Respond with nothing but the number of lines in this data that include the word "impl".

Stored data
+-------+
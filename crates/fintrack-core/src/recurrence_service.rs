//! Monthly projection of recurring cash flows.

use rust_decimal::Decimal;
use serde::Serialize;

use fintrack_domain::{EntryKind, RecurringTransaction};

#[derive(Debug, Clone, Serialize, PartialEq, Eq)]
pub struct RecurringSummary {
    pub monthly_income: Decimal,
    pub monthly_expense: Decimal,
    pub monthly_net: Decimal,
    pub active_count: usize,
}

pub struct RecurrenceService;

impl RecurrenceService {
    /// Sums the monthly equivalents of active entries of `kind`.
    ///
    /// `start_date` is not consulted: future-dated entries still count.
    pub fn monthly_total(recurring: &[RecurringTransaction], kind: EntryKind) -> Decimal {
        recurring
            .iter()
            .filter(|rule| rule.kind == kind)
            .map(RecurringTransaction::monthly_equivalent)
            .fold(Decimal::ZERO, |acc, amount| acc + amount)
    }

    pub fn active(
        recurring: &[RecurringTransaction],
    ) -> impl Iterator<Item = &RecurringTransaction> {
        recurring.iter().filter(|rule| rule.is_active)
    }

    pub fn summarize(recurring: &[RecurringTransaction]) -> RecurringSummary {
        let monthly_income = Self::monthly_total(recurring, EntryKind::Income);
        let monthly_expense = Self::monthly_total(recurring, EntryKind::Expense);
        RecurringSummary {
            monthly_income,
            monthly_expense,
            monthly_net: monthly_income - monthly_expense,
            active_count: Self::active(recurring).count(),
        }
    }
}

#[cfg(test)]
mod tests {
    use super::*;
    use chrono::NaiveDate;
    use fintrack_domain::RecurrenceInterval;
    use rust_decimal_macros::dec;

    fn rule(kind: EntryKind, amount: Decimal, interval: RecurrenceInterval) -> RecurringTransaction {
        let start = NaiveDate::from_ymd_opt(2024, 1, 1).unwrap();
        RecurringTransaction::new(kind, amount, "Other", interval, start)
    }

    #[test]
    fn inactive_entries_are_skipped() {
        let recurring = vec![
            rule(EntryKind::Expense, dec!(100), RecurrenceInterval::Weekly),
            rule(EntryKind::Expense, dec!(1000), RecurrenceInterval::Monthly).with_active(false),
        ];
        assert_eq!(
            RecurrenceService::monthly_total(&recurring, EntryKind::Expense),
            dec!(400)
        );
    }

    #[test]
    fn yearly_and_quarterly_normalize_exactly() {
        let recurring = vec![
            rule(EntryKind::Income, dec!(1200), RecurrenceInterval::Yearly),
            rule(EntryKind::Expense, dec!(300), RecurrenceInterval::Quarterly),
        ];
        assert_eq!(
            RecurrenceService::monthly_total(&recurring, EntryKind::Income),
            dec!(100)
        );
        assert_eq!(
            RecurrenceService::monthly_total(&recurring, EntryKind::Expense),
            dec!(100)
        );
    }

    #[test]
    fn future_start_dates_still_count() {
        let start = NaiveDate::from_ymd_opt(2999, 12, 31).unwrap();
        let recurring = vec![RecurringTransaction::new(
            EntryKind::Income,
            dec!(250),
            "Freelance",
            RecurrenceInterval::Monthly,
            start,
        )];
        let summary = RecurrenceService::summarize(&recurring);
        assert_eq!(summary.monthly_income, dec!(250));
        assert_eq!(summary.monthly_net, dec!(250));
        assert_eq!(summary.active_count, 1);
    }

    #[test]
    fn empty_input_is_zero() {
        let summary = RecurrenceService::summarize(&[]);
        assert_eq!(summary.monthly_income, Decimal::ZERO);
        assert_eq!(summary.monthly_expense, Decimal::ZERO);
        assert_eq!(summary.active_count, 0);
    }
}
+-------+
(RESPONSE BOX): 2